Treating 6-Year-Olds Like Infants

By Lenore Skenazy

February 12, 2026 4 min read

A 6-year-old rode off on his bike and stayed out for two hours without his parents knowing where he was.

That would have had me very worried! But when a mom asked Slate for advice on how to deal with this situation — and with her husband saying this was no big deal, as he used to ride his bike at that age — the advice-giver, Logan Sachon, went ballistic:

"Even 10 minutes gone without explicit permission and knowledge of where exactly you could find him would have been too much! As soon as he was out of your sight, you should have been after him. ... Your kid is 6! He needs a parent with him when he's outside riding his bike, period."

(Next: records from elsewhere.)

// SPDX-License-Identifier: AGPL-3.0-or-later
// Copyright (C) 2025 Blackman Artificial Intelligence Technologies Inc.

pub mod languages;
pub mod model;
pub mod preferences;
pub mod records;
pub mod translate;

use serde::{Deserialize, Serialize};

/// `?model_id=` query shared by most routes
#[derive(Debug, Default, Deserialize)]
pub struct ModelQuery {
    pub model_id: Option<String>,
}

/// Body of every delete/clear response
#[derive(Debug, Serialize)]
pub struct DeleteResponse {
    pub success: bool,
    pub message: String,
}

impl DeleteResponse {
    pub fn ok(message: impl Into<String>) -> Self {
        Self {
            success: true,
            message: message.into(),
        }
    }
}
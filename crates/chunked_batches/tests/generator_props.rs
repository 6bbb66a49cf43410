//! Property tests: every epoch delivers every row exactly once, split by range.

mod common;
use common::{drain_epoch, index_source, row_ids, sorted};

use chunked_batches::partition::RangePartitioner;
use chunked_batches::{BatchGenerator, GeneratorConfig, Split};
use proptest::prelude::*;
use std::collections::HashSet;

fn arb_split() -> impl Strategy<Value = f64> {
    (0u32..=100).prop_map(|p| f64::from(p) / 100.0)
}

proptest! {
    #![proptest_config(ProptestConfig { cases: 24, .. ProptestConfig::default() })]

    #[test]
    fn prop_epoch_partitions_rows(
        rows in 0usize..300,
        range_size in 1usize..20,
        ranges_per_chunk in 1usize..5,
        batch_pick in any::<usize>(),
        validation_split in arb_split(),
        shuffle in any::<bool>(),
        seed in any::<u64>(),
    ) {
        let chunk_size = range_size * ranges_per_chunk;
        let batch_size = 1 + batch_pick % chunk_size;
        let config = GeneratorConfig::builder()
            .chunk_size(chunk_size)
            .range_size(range_size)
            .batch_size(batch_size)
            .validation_split(validation_split)
            .shuffle(shuffle)
            .seed(seed)
            .build();
        let generator = BatchGenerator::new(index_source(rows), config).unwrap();
        let expected_train_remainder = generator.train_remainder_rows();
        let expected_validation_remainder = generator.validation_remainder_rows();

        generator.activate().unwrap();
        generator.activate_epoch().unwrap();
        let (train, validation) = drain_epoch(&generator).unwrap();
        generator.deactivate().unwrap();

        let train_ids = row_ids(&train);
        let validation_ids = row_ids(&validation);
        let train_set: HashSet<_> = train_ids.iter().copied().collect();
        let validation_set: HashSet<_> = validation_ids.iter().copied().collect();
        prop_assert!(train_set.is_disjoint(&validation_set));

        let mut all = train_ids.clone();
        all.extend(&validation_ids);
        prop_assert_eq!(sorted(all), (0..rows).collect::<Vec<_>>());

        // Whole ranges go to one side
        let train_ranges: HashSet<_> = train_ids.iter().map(|id| id / range_size).collect();
        let validation_ranges: HashSet<_> = validation_ids.iter().map(|id| id / range_size).collect();
        prop_assert!(train_ranges.is_disjoint(&validation_ranges));
        let num_ranges = rows.div_ceil(range_size);
        let expected_validation = (validation_split * num_ranges as f64).round() as usize;
        prop_assert_eq!(validation_ranges.len(), expected_validation);

        for (stream, remainder) in [
            (&train, expected_train_remainder),
            (&validation, expected_validation_remainder),
        ] {
            prop_assert_eq!(row_ids(stream).len() % batch_size, remainder);
            if let Some((last, full)) = stream.split_last() {
                prop_assert!(full.iter().all(|b| b.len() == batch_size));
                let expected_last = if remainder == 0 { batch_size } else { remainder };
                prop_assert_eq!(last.len(), expected_last);
            }
        }
    }
}

proptest! {
    #![proptest_config(ProptestConfig { cases: 128, .. ProptestConfig::default() })]

    #[test]
    fn prop_plan_groups_fit_in_a_chunk(
        rows in 0usize..2000,
        range_size in 1usize..50,
        ranges_per_chunk in 1usize..8,
        validation_split in arb_split(),
        shuffle in any::<bool>(),
        seed in any::<u64>(),
        epoch in 0usize..10,
    ) {
        let partitioner = RangePartitioner::new(
            rows, range_size, ranges_per_chunk, validation_split, shuffle, seed,
        ).unwrap();
        let plan = partitioner.plan(epoch);

        let mut covered = Vec::with_capacity(rows);
        for split in [Split::Train, Split::Validation] {
            for group in plan.groups(split) {
                prop_assert!(!group.is_empty());
                prop_assert!(group.len() <= ranges_per_chunk);
                prop_assert!(group.iter().map(|r| r.len).sum::<usize>() <= range_size * ranges_per_chunk);
                prop_assert!(group.windows(2).all(|w| w[0].end() <= w[1].start));
                for range in group {
                    prop_assert_eq!(plan.split_of(range.index), Some(split));
                    covered.extend(range.start..range.end());
                }
            }
        }
        prop_assert_eq!(sorted(covered), (0..rows).collect::<Vec<_>>());
    }
}
//! Per-epoch train/validation queues.
//!
//! Every epoch gets a fresh pair of bounded channels plus a cancel channel that
//! is never written to: dropping its only sender disconnects it, which wakes a
//! producer blocked on a full queue and consumers blocked on an empty one, both
//! waiting through `select!`.
//!
//! ```text
//!  producer                          consumers
//!  ────────                          ─────────
//!  BatchSender ──train (bounded Q)──→ train_rx
//!              ──valid (bounded Q)──→ validation_rx
//!  cancel_rx   ←──── dropped ─────── cancel_tx (deactivate_epoch / teardown)
//!                                    cancelled (consumer clone of cancel_rx)
//! ```

use crossbeam_channel::{bounded, select, Receiver, Sender, TryRecvError};
use std::sync::atomic::{AtomicBool, Ordering};
use std::sync::{Arc, Mutex};

use crate::batch::Batch;
use crate::error::GeneratorError;
use crate::partition::Split;

/// Progress of one epoch, shared by the producer and the consumers.
#[derive(Debug, Default)]
pub(crate) struct EpochSignal {
    train_done: AtomicBool,
    validation_done: AtomicBool,
    finished: AtomicBool,
    cancelled: AtomicBool,
    failure: Mutex<Option<GeneratorError>>,
}

impl EpochSignal {
    /// Every batch of `split` has been enqueued.
    pub fn mark_done(&self, split: Split) {
        match split {
            Split::Train => self.train_done.store(true, Ordering::SeqCst),
            Split::Validation => self.validation_done.store(true, Ordering::SeqCst),
        }
    }

    pub fn is_done(&self, split: Split) -> bool {
        match split {
            Split::Train => self.train_done.load(Ordering::SeqCst),
            Split::Validation => self.validation_done.load(Ordering::SeqCst),
        }
    }

    /// The producer has stopped working on this epoch, for whatever reason.
    pub fn mark_finished(&self) {
        self.finished.store(true, Ordering::SeqCst);
    }

    pub fn is_finished(&self) -> bool {
        self.finished.load(Ordering::SeqCst)
    }

    pub fn cancel(&self) {
        self.cancelled.store(true, Ordering::SeqCst);
    }

    pub fn is_cancelled(&self) -> bool {
        self.cancelled.load(Ordering::SeqCst)
    }

    /// Records the error that aborted the epoch. The first one wins.
    pub fn fail(&self, err: GeneratorError) {
        if let Ok(mut failure) = self.failure.lock() {
            failure.get_or_insert(err);
        }
    }

    pub fn failure(&self) -> Option<GeneratorError> {
        self.failure.lock().ok().and_then(|f| f.clone())
    }
}

/// Producer half of an epoch's queues.
pub(crate) struct BatchSender {
    train: Option<Sender<Batch>>,
    validation: Option<Sender<Batch>>,
    cancel: Receiver<()>,
    signal: Arc<EpochSignal>,
}

impl BatchSender {
    /// Enqueues `batch`, blocking while the queue is full.
    ///
    /// Returns false once the epoch is cancelled or the consumers are gone.
    pub fn send(&self, split: Split, batch: Batch) -> bool {
        let tx = match split {
            Split::Train => &self.train,
            Split::Validation => &self.validation,
        };
        let Some(tx) = tx else {
            return false;
        };
        if self.is_cancelled() {
            return false;
        }
        select! {
            send(tx, batch) -> res => res.is_ok(),
            recv(self.cancel) -> _ => false,
        }
    }

    /// Enqueues whichever of `train` and `validation` finds room first,
    /// blocking while both queues are full.
    ///
    /// Returns the split that was sent together with the batch that was not,
    /// or `None` once the epoch is cancelled or the consumers are gone.
    pub fn send_either(&self, train: Batch, validation: Batch) -> Option<(Split, Batch)> {
        let (Some(train_tx), Some(validation_tx)) = (&self.train, &self.validation) else {
            return None;
        };
        if self.is_cancelled() {
            return None;
        }
        select! {
            send(train_tx, train) -> res => res.ok().map(|()| (Split::Train, validation)),
            send(validation_tx, validation) -> res => res.ok().map(|()| (Split::Validation, train)),
            recv(self.cancel) -> _ => None,
        }
    }

    /// Marks `split` as complete and closes its queue.
    pub fn close(&mut self, split: Split) {
        self.signal.mark_done(split);
        match split {
            Split::Train => self.train = None,
            Split::Validation => self.validation = None,
        }
    }

    pub fn is_cancelled(&self) -> bool {
        self.signal.is_cancelled()
            || matches!(self.cancel.try_recv(), Err(TryRecvError::Disconnected))
    }

    pub fn signal(&self) -> &EpochSignal {
        &self.signal
    }
}

/// Consumer half of an epoch's queues, owned by the generator.
pub(crate) struct EpochQueues {
    train: Receiver<Batch>,
    validation: Receiver<Batch>,
    cancel: Option<Sender<()>>,
    cancelled: Receiver<()>,
    signal: Arc<EpochSignal>,
}

impl EpochQueues {
    pub fn receiver(&self, split: Split) -> &Receiver<Batch> {
        match split {
            Split::Train => &self.train,
            Split::Validation => &self.validation,
        }
    }

    pub fn signal(&self) -> &Arc<EpochSignal> {
        &self.signal
    }

    /// Disconnects when the epoch is cancelled.
    pub fn cancelled(&self) -> &Receiver<()> {
        &self.cancelled
    }

    /// Batches currently waiting in the queue of `split`.
    pub fn pending(&self, split: Split) -> usize {
        self.receiver(split).len()
    }

    /// Interrupts the producer and makes waiting consumers see end of epoch.
    pub fn cancel(&mut self) {
        self.signal.cancel();
        self.cancel.take();
    }
}

/// Creates the queues of one epoch, each holding at most `capacity` batches.
pub(crate) fn epoch_queues(capacity: usize) -> (BatchSender, EpochQueues) {
    let (train_tx, train_rx) = bounded(capacity);
    let (validation_tx, validation_rx) = bounded(capacity);
    let (cancel_tx, cancel_rx) = bounded(0);
    let signal = Arc::new(EpochSignal::default());

    let sender = BatchSender {
        train: Some(train_tx),
        validation: Some(validation_tx),
        cancel: cancel_rx.clone(),
        signal: Arc::clone(&signal),
    };
    let queues = EpochQueues {
        train: train_rx,
        validation: validation_rx,
        cancel: Some(cancel_tx),
        cancelled: cancel_rx,
        signal,
    };
    (sender, queues)
}
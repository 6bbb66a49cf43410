//! src/generator/producer.rs
//!
//! The producer thread.
//!
//! One persistent thread per activation. It sleeps on the control channel until
//! it receives `StartEpoch`, runs the epoch, acknowledges it on the done channel
//! and goes back to sleep.
//!
//! # Control Protocol
//! - `StartEpoch`: Load, shuffle, slice and enqueue every chunk of the epoch
//! - Epoch outcome: Sent on the done channel once per epoch, whether the epoch
//!   completed, was cancelled or failed
//! - Dropping the control sender stops the thread

use crossbeam_channel::{bounded, Receiver, RecvTimeoutError, Sender};
use std::collections::VecDeque;
use std::sync::Arc;
use std::thread;
use std::time::Duration;
use tracing::{debug, info, warn};

use super::config::Settings;
use super::queues::BatchSender;
use crate::batch::{Batch, BatchSlicer};
use crate::chunk::ChunkLoader;
use crate::error::{GeneratorError, Result};
use crate::partition::{EpochPlan, Range, Split};
use crate::shuffle::Shuffler;
use crate::source::DatasetSource;

/// Work for one epoch.
pub(crate) struct EpochJob {
    pub plan: EpochPlan,
    pub sender: BatchSender,
}

pub(crate) enum ProducerCommand {
    StartEpoch(EpochJob),
}

/// How the producer left an epoch.
#[derive(Debug, Clone, Copy, PartialEq, Eq)]
pub(crate) enum EpochOutcome {
    Completed,
    Cancelled,
    Failed,
}

/// Receiving end of the producer's one-per-epoch acknowledgements.
pub(crate) struct EpochAcks(Receiver<EpochOutcome>);

impl EpochAcks {
    /// Waits for the acknowledgement of the running epoch.
    pub fn wait(&self, timeout: Duration) -> Result<EpochOutcome> {
        match self.0.recv_timeout(timeout) {
            Ok(outcome) => Ok(outcome),
            Err(RecvTimeoutError::Timeout) => Err(GeneratorError::Timeout(timeout)),
            Err(RecvTimeoutError::Disconnected) => Err(GeneratorError::ProducerLost),
        }
    }
}

/// Handle to the running producer thread.
pub(crate) struct Producer {
    control_tx: Option<Sender<ProducerCommand>>,
    done_rx: Receiver<EpochOutcome>,
    thread: Option<thread::JoinHandle<()>>,
}

impl Producer {
    pub fn spawn<S>(source: Arc<S>, settings: Arc<Settings>) -> Result<Self>
    where
        S: DatasetSource + ?Sized + 'static,
    {
        let (control_tx, control_rx) = bounded::<ProducerCommand>(1);
        let (done_tx, done_rx) = bounded::<EpochOutcome>(1);

        let thread = thread::Builder::new()
            .name("batch-producer".to_string())
            .spawn(move || {
                let shuffler = Shuffler::new(settings.shuffle, settings.seed);
                // Runs until the generator drops the control sender
                while let Ok(ProducerCommand::StartEpoch(job)) = control_rx.recv() {
                    let outcome = run_epoch(source.as_ref(), &settings, &shuffler, job);
                    if done_tx.send(outcome).is_err() {
                        break;
                    }
                }
                debug!("producer thread exiting");
            })
            .map_err(|e| GeneratorError::Spawn(Arc::new(e)))?;

        Ok(Self {
            control_tx: Some(control_tx),
            done_rx,
            thread: Some(thread),
        })
    }

    pub fn start_epoch(&self, job: EpochJob) -> Result<()> {
        self.control_tx
            .as_ref()
            .ok_or(GeneratorError::ProducerLost)?
            .send(ProducerCommand::StartEpoch(job))
            .map_err(|_| GeneratorError::ProducerLost)
    }

    /// Handle for waiting on epoch acknowledgements without borrowing the producer.
    pub fn acks(&self) -> EpochAcks {
        EpochAcks(self.done_rx.clone())
    }

    /// Stops the thread without waiting for it. Used when the producer is stuck
    /// in a source read; it exits once the read returns.
    pub fn detach(mut self) {
        self.control_tx.take();
        self.thread.take();
    }

    /// Stops the thread and waits for it to exit.
    pub fn shutdown(&mut self) -> Result<()> {
        self.control_tx.take();
        match self.thread.take() {
            Some(handle) => handle.join().map_err(|_| GeneratorError::ProducerLost),
            None => Ok(()),
        }
    }
}

impl Drop for Producer {
    fn drop(&mut self) {
        let _ = self.shutdown();
    }
}

/// Emits the training and validation streams of one epoch side by side.
///
/// Each stream keeps the batches of its last sliced chunk pending. When both
/// streams have a batch ready it goes to whichever queue has room, so the
/// caller may drain one stream before the other or alternate between them.
fn run_epoch<S: DatasetSource + ?Sized>(
    source: &S,
    settings: &Settings,
    shuffler: &Shuffler,
    job: EpochJob,
) -> EpochOutcome {
    let EpochJob { plan, mut sender } = job;
    let epoch = plan.epoch();
    let loader = ChunkLoader::new(source, settings.layout.columns());
    let mut train = StreamCursor::new(settings, &plan, Split::Train);
    let mut validation = StreamCursor::new(settings, &plan, Split::Validation);

    let outcome = match feed(&loader, shuffler, &plan, &mut sender, &mut train, &mut validation) {
        Ok(()) => EpochOutcome::Completed,
        Err(outcome) => outcome,
    };

    sender.signal().mark_finished();
    match outcome {
        EpochOutcome::Completed => debug!(epoch, "producer finished epoch"),
        EpochOutcome::Cancelled => debug!(epoch, "producer cancelled"),
        EpochOutcome::Failed => {}
    }
    outcome
}

fn feed<S: DatasetSource + ?Sized>(
    loader: &ChunkLoader<'_, S>,
    shuffler: &Shuffler,
    plan: &EpochPlan,
    sender: &mut BatchSender,
    train: &mut StreamCursor<'_>,
    validation: &mut StreamCursor<'_>,
) -> std::result::Result<(), EpochOutcome> {
    loop {
        train.refill(loader, shuffler, plan, sender)?;
        validation.refill(loader, shuffler, plan, sender)?;

        let sent = match (train.pending.pop_front(), validation.pending.pop_front()) {
            (Some(t), Some(v)) => match sender.send_either(t, v) {
                Some((Split::Train, v)) => {
                    validation.pending.push_front(v);
                    true
                }
                Some((Split::Validation, t)) => {
                    train.pending.push_front(t);
                    true
                }
                None => false,
            },
            (Some(t), None) => sender.send(Split::Train, t),
            (None, Some(v)) => sender.send(Split::Validation, v),
            (None, None) => return Ok(()),
        };
        if !sent {
            return Err(EpochOutcome::Cancelled);
        }
    }
}

/// Loading position of one stream within the epoch.
struct StreamCursor<'p> {
    split: Split,
    groups: std::slice::Iter<'p, Vec<Range>>,
    next_chunk: usize,
    slicer: BatchSlicer,
    // Sliced batches not yet enqueued, at most one chunk's worth
    pending: VecDeque<Batch>,
    flushed: bool,
    closed: bool,
}

impl<'p> StreamCursor<'p> {
    fn new(settings: &Settings, plan: &'p EpochPlan, split: Split) -> Self {
        Self {
            split,
            groups: plan.groups(split).iter(),
            next_chunk: 0,
            slicer: BatchSlicer::new(
                settings.batch_size,
                settings.drop_remainder,
                plan.epoch(),
                split,
                Arc::clone(&settings.layout),
            ),
            pending: VecDeque::new(),
            flushed: false,
            closed: false,
        }
    }

    /// Loads chunks until a batch is pending. Closes the stream's queue once
    /// every batch of the stream has been enqueued.
    fn refill<S: DatasetSource + ?Sized>(
        &mut self,
        loader: &ChunkLoader<'_, S>,
        shuffler: &Shuffler,
        plan: &EpochPlan,
        sender: &mut BatchSender,
    ) -> std::result::Result<(), EpochOutcome> {
        while self.pending.is_empty() {
            match self.groups.next() {
                Some(group) => self.load(group, loader, shuffler, plan, sender)?,
                None if !self.flushed => {
                    self.flushed = true;
                    self.pending.extend(self.slicer.finish());
                }
                None => {
                    if !self.closed {
                        self.closed = true;
                        sender.close(self.split);
                        info!(
                            epoch = plan.epoch(),
                            split = %self.split,
                            rows = plan.num_rows(self.split),
                            "stream enqueued"
                        );
                    }
                    break;
                }
            }
        }
        Ok(())
    }

    fn load<S: DatasetSource + ?Sized>(
        &mut self,
        group: &[Range],
        loader: &ChunkLoader<'_, S>,
        shuffler: &Shuffler,
        plan: &EpochPlan,
        sender: &BatchSender,
    ) -> std::result::Result<(), EpochOutcome> {
        let split = self.split;
        let index = self.next_chunk;
        self.next_chunk += 1;

        let chunk = match loader.load(index, group, || sender.is_cancelled()) {
            Ok(Some(chunk)) => chunk,
            Ok(None) => return Err(EpochOutcome::Cancelled),
            Err(err) => {
                warn!(epoch = plan.epoch(), %split, error = %err, "failed to load chunk");
                sender.signal().fail(err);
                return Err(EpochOutcome::Failed);
            }
        };

        let rows = shuffler.split(&chunk, plan);
        let batches = match self.slicer.slice(&chunk, rows.get(split)) {
            Ok(batches) => batches,
            Err(err) => {
                let first = chunk.ranges.first().map_or(0, |r| r.start);
                let err = GeneratorError::source_read(first, chunk.num_rows(), err);
                warn!(epoch = plan.epoch(), %split, error = %err, "failed to slice chunk");
                sender.signal().fail(err);
                return Err(EpochOutcome::Failed);
            }
        };
        debug!(
            epoch = plan.epoch(),
            %split,
            chunk = chunk.index,
            rows = chunk.num_rows(),
            batches = batches.len(),
            carried = self.slicer.carried_rows(),
            "loaded chunk"
        );
        self.pending.extend(batches);
        Ok(())
    }
}
//! src/generator/config.rs
//!
//! Configuration for the batch generator.
//!
//! Example:
//! ```ignore
//! let config = GeneratorConfig::builder()
//!     .chunk_size(100_000)
//!     .range_size(1_000)
//!     .batch_size(512)
//!     .target_columns(["label"])
//!     .validation_split(0.2)
//!     .seed(7)
//!     .build();
//! ```
//!
//! # Memory considerations:
//! - `chunk_size`: Upper bound on rows resident in the producer at a time.
//! - `queue_capacity`: Batches buffered per stream. Defaults to two chunks' worth.
//! - `range_size`: Smaller ranges give a finer shuffle and split at the cost of
//!   more, shorter reads.

use serde::{Deserialize, Serialize};
use std::sync::Arc;
use std::time::Duration;

use crate::batch::ColumnLayout;
use crate::error::ConfigError;
use crate::source::DatasetSource;
use rand::Rng;

/// Configuration for `BatchGenerator`.
#[derive(Debug, Clone, PartialEq, Serialize, Deserialize)]
pub struct GeneratorConfig {
    /// Number of epochs `activate_epoch` may start. Default: 1
    pub num_epochs: usize,
    /// Rows loaded into memory at once (required)
    pub chunk_size: Option<usize>,
    /// Rows per contiguous range, the unit of the train/validation split (required)
    pub range_size: Option<usize>,
    /// Rows per batch (required)
    pub batch_size: Option<usize>,
    /// Columns to load, in output order. Empty selects every column of the source.
    pub columns: Vec<String>,
    /// Columns separated out as targets in each batch.
    pub target_columns: Vec<String>,
    /// Fraction of ranges assigned to validation, in `[0, 1]`. Default: 0
    pub validation_split: f64,
    /// Whether to shuffle range order, the validation selection and rows within a
    /// chunk every epoch. Default: true
    pub shuffle: bool,
    /// Random seed for reproducible epochs. Drawn at random when not specified.
    pub seed: Option<u64>,
    /// Whether to drop the short final batch of each stream. Default: false
    pub drop_remainder: bool,
    /// Batches buffered per queue. Default: `2 * ceil(chunk_size / batch_size)`
    pub queue_capacity: Option<usize>,
    /// Maximum time a consumer waits for a batch, and `deactivate_epoch` waits for
    /// the producer, before giving up. Default: 30s
    pub timeout: Duration,
}

impl Default for GeneratorConfig {
    fn default() -> Self {
        Self {
            num_epochs: 1,
            chunk_size: None,
            range_size: None,
            batch_size: None,
            columns: Vec::new(),
            target_columns: Vec::new(),
            validation_split: 0.0,
            shuffle: true,
            seed: None,
            drop_remainder: false,
            queue_capacity: None,
            timeout: Duration::from_secs(30),
        }
    }
}

impl GeneratorConfig {
    pub fn builder() -> GeneratorConfigBuilder {
        GeneratorConfigBuilder::default()
    }

    /// Checks the configuration against `source` and fills in every default.
    pub(crate) fn resolve<S: DatasetSource + ?Sized>(
        &self,
        source: &S,
    ) -> Result<Settings, ConfigError> {
        let chunk_size = self.chunk_size.ok_or(ConfigError::Missing("chunk_size"))?;
        let range_size = self.range_size.ok_or(ConfigError::Missing("range_size"))?;
        let batch_size = self.batch_size.ok_or(ConfigError::Missing("batch_size"))?;

        for (name, value) in [
            ("batch_size", batch_size),
            ("range_size", range_size),
            ("chunk_size", chunk_size),
            ("num_epochs", self.num_epochs),
        ] {
            if value == 0 {
                return Err(ConfigError::Zero(name));
            }
        }
        if chunk_size < batch_size {
            return Err(ConfigError::ChunkSmallerThanBatch {
                chunk_size,
                batch_size,
            });
        }
        if range_size > chunk_size {
            return Err(ConfigError::RangeLargerThanChunk {
                range_size,
                chunk_size,
            });
        }
        if !(0.0..=1.0).contains(&self.validation_split) {
            return Err(ConfigError::ValidationSplit(self.validation_split));
        }

        let queue_capacity = match self.queue_capacity {
            Some(0) => return Err(ConfigError::Zero("queue_capacity")),
            Some(capacity) => capacity,
            None => 2 * chunk_size.div_ceil(batch_size),
        };

        let layout = self.resolve_columns(source)?;

        Ok(Settings {
            num_epochs: self.num_epochs,
            chunk_size,
            range_size,
            batch_size,
            ranges_per_chunk: chunk_size / range_size,
            validation_split: self.validation_split,
            shuffle: self.shuffle,
            seed: self.seed.unwrap_or_else(|| rand::rng().random()),
            drop_remainder: self.drop_remainder,
            queue_capacity,
            timeout: self.timeout,
            layout: Arc::new(layout),
        })
    }

    fn resolve_columns<S: DatasetSource + ?Sized>(
        &self,
        source: &S,
    ) -> Result<ColumnLayout, ConfigError> {
        let columns = if self.columns.is_empty() {
            source
                .column_names()
                .into_iter()
                .filter(|name| source.column_type(name).is_some())
                .collect()
        } else {
            self.columns.clone()
        };

        check_unique(&columns)?;
        check_unique(&self.target_columns)?;

        for name in columns.iter().chain(&self.target_columns) {
            if source.column_type(name).is_none() {
                return Err(ConfigError::UnknownColumn(name.clone()));
            }
        }
        for target in &self.target_columns {
            if !columns.contains(target) {
                return Err(ConfigError::TargetNotSelected {
                    target: target.clone(),
                    columns,
                });
            }
        }
        if !self.target_columns.is_empty() && self.target_columns.len() == columns.len() {
            return Err(ConfigError::NoFeatureColumns);
        }

        Ok(ColumnLayout::new(columns, &self.target_columns))
    }
}

fn check_unique(names: &[String]) -> Result<(), ConfigError> {
    for (i, name) in names.iter().enumerate() {
        if names[..i].contains(name) {
            return Err(ConfigError::DuplicateColumn(name.clone()));
        }
    }
    Ok(())
}

/// Fully resolved generator parameters, shared with the producer thread.
#[derive(Debug, Clone)]
pub(crate) struct Settings {
    pub num_epochs: usize,
    pub chunk_size: usize,
    pub range_size: usize,
    pub batch_size: usize,
    pub ranges_per_chunk: usize,
    pub validation_split: f64,
    pub shuffle: bool,
    pub seed: u64,
    pub drop_remainder: bool,
    pub queue_capacity: usize,
    pub timeout: Duration,
    pub layout: Arc<ColumnLayout>,
}

/// Builder for GeneratorConfig with method chaining
#[derive(Default)]
pub struct GeneratorConfigBuilder {
    config: GeneratorConfig,
}

impl GeneratorConfigBuilder {
    /// Set the number of epochs (must be > 0)
    pub fn num_epochs(mut self, num_epochs: usize) -> Self {
        self.config.num_epochs = num_epochs;
        self
    }

    /// Set the chunk size in rows (must be >= batch_size)
    pub fn chunk_size(mut self, size: usize) -> Self {
        self.config.chunk_size = Some(size);
        self
    }

    /// Set the range size in rows (must be <= chunk_size)
    pub fn range_size(mut self, size: usize) -> Self {
        self.config.range_size = Some(size);
        self
    }

    /// Set the batch size (must be > 0)
    pub fn batch_size(mut self, size: usize) -> Self {
        self.config.batch_size = Some(size);
        self
    }

    /// Select the columns to load
    pub fn columns<I, C>(mut self, columns: I) -> Self
    where
        I: IntoIterator<Item = C>,
        C: Into<String>,
    {
        self.config.columns = columns.into_iter().map(Into::into).collect();
        self
    }

    /// Declare the target columns
    pub fn target_columns<I, C>(mut self, columns: I) -> Self
    where
        I: IntoIterator<Item = C>,
        C: Into<String>,
    {
        self.config.target_columns = columns.into_iter().map(Into::into).collect();
        self
    }

    /// Set the fraction of ranges used for validation
    pub fn validation_split(mut self, split: f64) -> Self {
        self.config.validation_split = split;
        self
    }

    /// Set whether to shuffle every epoch
    pub fn shuffle(mut self, shuffle: bool) -> Self {
        self.config.shuffle = shuffle;
        self
    }

    /// Set the random seed.
    ///
    /// When set, this seed controls:
    /// - Range order and the validation selection of every epoch
    /// - Row order within each chunk
    pub fn seed(mut self, seed: u64) -> Self {
        self.config.seed = Some(seed);
        self
    }

    /// Set whether to drop the short final batch of each stream
    pub fn drop_remainder(mut self, drop: bool) -> Self {
        self.config.drop_remainder = drop;
        self
    }

    /// Set the number of batches buffered per queue (must be > 0)
    pub fn queue_capacity(mut self, capacity: usize) -> Self {
        self.config.queue_capacity = Some(capacity);
        self
    }

    /// Set the timeout for batch and epoch operations.
    ///
    /// - Too low: May fail while the producer is legitimately slow on I/O
    /// - Too high: Delays detection of a stuck producer.
    pub fn timeout(mut self, timeout: Duration) -> Self {
        self.config.timeout = timeout;
        self
    }

    /// Build the final configuration.
    pub fn build(self) -> GeneratorConfig {
        self.config
    }
}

In the end, he recommended waiting till the boy was 11 or 12 before allowing him to ride his bike unsupervised, even if Dad rode his bike at half that age.

My thoughts:

1. When a kid leaves for two hours without his telling parents where he's going, it's a learning opportunity:

"From now on, you have to let us know where you are going," "please be home by dark," etc.

If the kid screws up, you tighten the reins and try again a little later.

2. If a parent must be watching a child every second they are outside, the children won't be outside much because parents don't have as much free time. Is it better for the kids to sit on an iPad all afternoon?

3. Six-year-olds aren't babies. A checklist from the 1979 book "Your 6-Year-Old: Loving and Defiant" includes:

"Can he stand on one foot with eyes closed for five to ten seconds?"

"Can he tell left hand from right?"

"Can he travel alone in the neighborhood (four to eight blocks) to store, school, playground, or to a friend's home?"

The idea that kids age 6 can do nothing safely on their own is a new (and crippling) one.

4. The fear that Child Protective Services may be called is real, though not that likely. That's why you've heard about the celebrated cases. (Fun fact: It was me who brought most of them to public attention.) The response to CPS overreach is not to let the government second-guess parents who know and love their kids best. It is to change the neglect laws - something Let Grow, the nonprofit I helm, is doing. To date, we have helped pass Reasonable Childhood Independence laws in 11 states to clarify that "neglect" is only when you put your child in obvious and serious danger — not anytime you take your eyes off them. We are working in half a dozen more states right now. Trust is not neglect!

5. The knee-jerk reaction that independence could lead to danger completely forgets the yin to that yang. Yes, a child could meet a mean dog or disapproving adult. A child could also grow anxious, depressed, obese, worried, sad and lonely when they are "safe" inside. In fact, that is what has been happening for over two generations now: As childhood independence has gone down, anxiety has been going up. Why is only "outside" danger discussed?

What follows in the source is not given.